Find the lines in these entries that include the word "IdaMessage" and state how many there are, with no other words.

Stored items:
_ _ _ _ _ _ _
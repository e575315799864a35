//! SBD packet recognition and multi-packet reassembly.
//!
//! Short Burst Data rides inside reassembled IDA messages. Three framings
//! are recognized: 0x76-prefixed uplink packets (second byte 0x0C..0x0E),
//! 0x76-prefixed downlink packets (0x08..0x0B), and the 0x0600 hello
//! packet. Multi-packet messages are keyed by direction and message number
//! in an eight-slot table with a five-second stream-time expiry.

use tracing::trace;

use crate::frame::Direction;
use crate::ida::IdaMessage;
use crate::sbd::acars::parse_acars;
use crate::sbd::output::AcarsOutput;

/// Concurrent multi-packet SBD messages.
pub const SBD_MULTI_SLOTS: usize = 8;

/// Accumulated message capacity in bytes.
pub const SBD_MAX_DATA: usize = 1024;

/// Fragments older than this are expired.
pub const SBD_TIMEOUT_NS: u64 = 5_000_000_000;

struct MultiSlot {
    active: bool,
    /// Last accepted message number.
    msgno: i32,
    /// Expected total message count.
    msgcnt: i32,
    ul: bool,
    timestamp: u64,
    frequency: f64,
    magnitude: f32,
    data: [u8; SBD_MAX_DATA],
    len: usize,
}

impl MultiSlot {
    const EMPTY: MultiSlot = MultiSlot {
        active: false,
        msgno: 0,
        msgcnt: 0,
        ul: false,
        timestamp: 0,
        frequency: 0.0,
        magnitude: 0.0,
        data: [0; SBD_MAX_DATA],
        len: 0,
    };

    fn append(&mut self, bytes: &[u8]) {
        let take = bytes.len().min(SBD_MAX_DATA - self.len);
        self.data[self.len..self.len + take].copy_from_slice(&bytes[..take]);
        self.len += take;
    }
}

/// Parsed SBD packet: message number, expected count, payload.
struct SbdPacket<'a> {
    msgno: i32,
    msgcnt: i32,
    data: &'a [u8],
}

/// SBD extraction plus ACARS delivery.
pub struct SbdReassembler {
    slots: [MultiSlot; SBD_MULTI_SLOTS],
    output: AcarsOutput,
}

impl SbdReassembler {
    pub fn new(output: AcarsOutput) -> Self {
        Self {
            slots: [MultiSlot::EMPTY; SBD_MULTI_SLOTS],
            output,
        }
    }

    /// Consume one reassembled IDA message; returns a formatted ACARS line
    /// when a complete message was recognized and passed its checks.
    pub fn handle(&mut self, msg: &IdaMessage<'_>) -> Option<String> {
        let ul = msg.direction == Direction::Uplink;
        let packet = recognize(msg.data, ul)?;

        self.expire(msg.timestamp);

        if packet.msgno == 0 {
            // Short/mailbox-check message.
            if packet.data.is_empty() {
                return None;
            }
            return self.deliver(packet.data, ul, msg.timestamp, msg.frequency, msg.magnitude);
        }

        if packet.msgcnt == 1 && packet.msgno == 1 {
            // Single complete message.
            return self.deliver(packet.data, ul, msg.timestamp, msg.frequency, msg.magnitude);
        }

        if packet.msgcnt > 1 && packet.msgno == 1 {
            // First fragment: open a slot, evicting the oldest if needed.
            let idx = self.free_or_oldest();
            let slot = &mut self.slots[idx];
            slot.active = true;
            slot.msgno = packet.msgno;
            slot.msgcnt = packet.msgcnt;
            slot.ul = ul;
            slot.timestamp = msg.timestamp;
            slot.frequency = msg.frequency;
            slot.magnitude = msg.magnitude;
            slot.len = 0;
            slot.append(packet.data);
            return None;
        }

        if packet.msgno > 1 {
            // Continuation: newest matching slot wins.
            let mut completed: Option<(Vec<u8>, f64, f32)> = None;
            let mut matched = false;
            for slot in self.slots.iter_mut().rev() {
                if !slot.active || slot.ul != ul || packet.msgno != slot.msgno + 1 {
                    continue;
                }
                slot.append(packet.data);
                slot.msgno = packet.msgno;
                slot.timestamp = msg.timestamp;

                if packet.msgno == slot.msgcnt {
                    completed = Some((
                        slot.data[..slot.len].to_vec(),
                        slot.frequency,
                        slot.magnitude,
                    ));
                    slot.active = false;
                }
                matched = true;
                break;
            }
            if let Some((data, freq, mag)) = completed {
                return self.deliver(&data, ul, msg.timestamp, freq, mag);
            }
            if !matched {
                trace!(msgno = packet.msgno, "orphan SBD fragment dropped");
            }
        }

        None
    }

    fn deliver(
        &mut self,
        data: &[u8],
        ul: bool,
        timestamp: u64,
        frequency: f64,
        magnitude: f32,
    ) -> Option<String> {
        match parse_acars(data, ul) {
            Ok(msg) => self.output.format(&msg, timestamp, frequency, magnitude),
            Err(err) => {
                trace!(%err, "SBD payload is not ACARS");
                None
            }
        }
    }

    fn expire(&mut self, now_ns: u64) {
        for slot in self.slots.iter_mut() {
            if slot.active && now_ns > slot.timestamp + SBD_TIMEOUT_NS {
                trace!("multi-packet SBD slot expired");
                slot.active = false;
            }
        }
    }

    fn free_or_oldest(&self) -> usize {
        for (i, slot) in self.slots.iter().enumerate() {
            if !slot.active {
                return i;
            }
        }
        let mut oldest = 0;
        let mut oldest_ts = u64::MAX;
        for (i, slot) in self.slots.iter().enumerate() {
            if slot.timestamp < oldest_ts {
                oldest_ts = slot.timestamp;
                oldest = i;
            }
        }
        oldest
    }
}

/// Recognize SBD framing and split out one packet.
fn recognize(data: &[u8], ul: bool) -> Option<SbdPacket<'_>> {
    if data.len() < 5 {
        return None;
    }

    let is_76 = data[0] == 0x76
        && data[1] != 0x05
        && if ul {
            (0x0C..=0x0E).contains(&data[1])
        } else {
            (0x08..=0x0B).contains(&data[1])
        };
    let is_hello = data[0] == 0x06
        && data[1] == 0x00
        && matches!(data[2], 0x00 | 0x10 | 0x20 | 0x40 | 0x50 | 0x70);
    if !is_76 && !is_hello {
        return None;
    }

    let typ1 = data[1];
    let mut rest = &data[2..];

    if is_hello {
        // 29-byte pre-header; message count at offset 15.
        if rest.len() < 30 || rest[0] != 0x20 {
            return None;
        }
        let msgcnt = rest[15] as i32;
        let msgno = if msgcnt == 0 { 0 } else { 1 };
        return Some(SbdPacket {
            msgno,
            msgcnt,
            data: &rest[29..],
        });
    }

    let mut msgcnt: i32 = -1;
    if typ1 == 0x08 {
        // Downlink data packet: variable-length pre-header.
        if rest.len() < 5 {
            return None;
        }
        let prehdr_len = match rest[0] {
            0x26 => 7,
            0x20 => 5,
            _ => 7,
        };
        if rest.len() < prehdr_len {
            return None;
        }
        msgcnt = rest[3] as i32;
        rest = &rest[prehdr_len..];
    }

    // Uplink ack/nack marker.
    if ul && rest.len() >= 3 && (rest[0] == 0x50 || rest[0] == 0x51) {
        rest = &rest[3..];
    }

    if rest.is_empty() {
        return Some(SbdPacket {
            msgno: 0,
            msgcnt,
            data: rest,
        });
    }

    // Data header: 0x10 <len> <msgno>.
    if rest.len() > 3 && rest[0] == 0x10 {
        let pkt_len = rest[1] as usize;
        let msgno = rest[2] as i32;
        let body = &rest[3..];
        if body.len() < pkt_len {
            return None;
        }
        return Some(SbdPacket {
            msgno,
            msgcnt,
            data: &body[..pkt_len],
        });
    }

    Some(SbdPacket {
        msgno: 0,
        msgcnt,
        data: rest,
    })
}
_ _ _ _ _ _ _
◆ Completed task:
2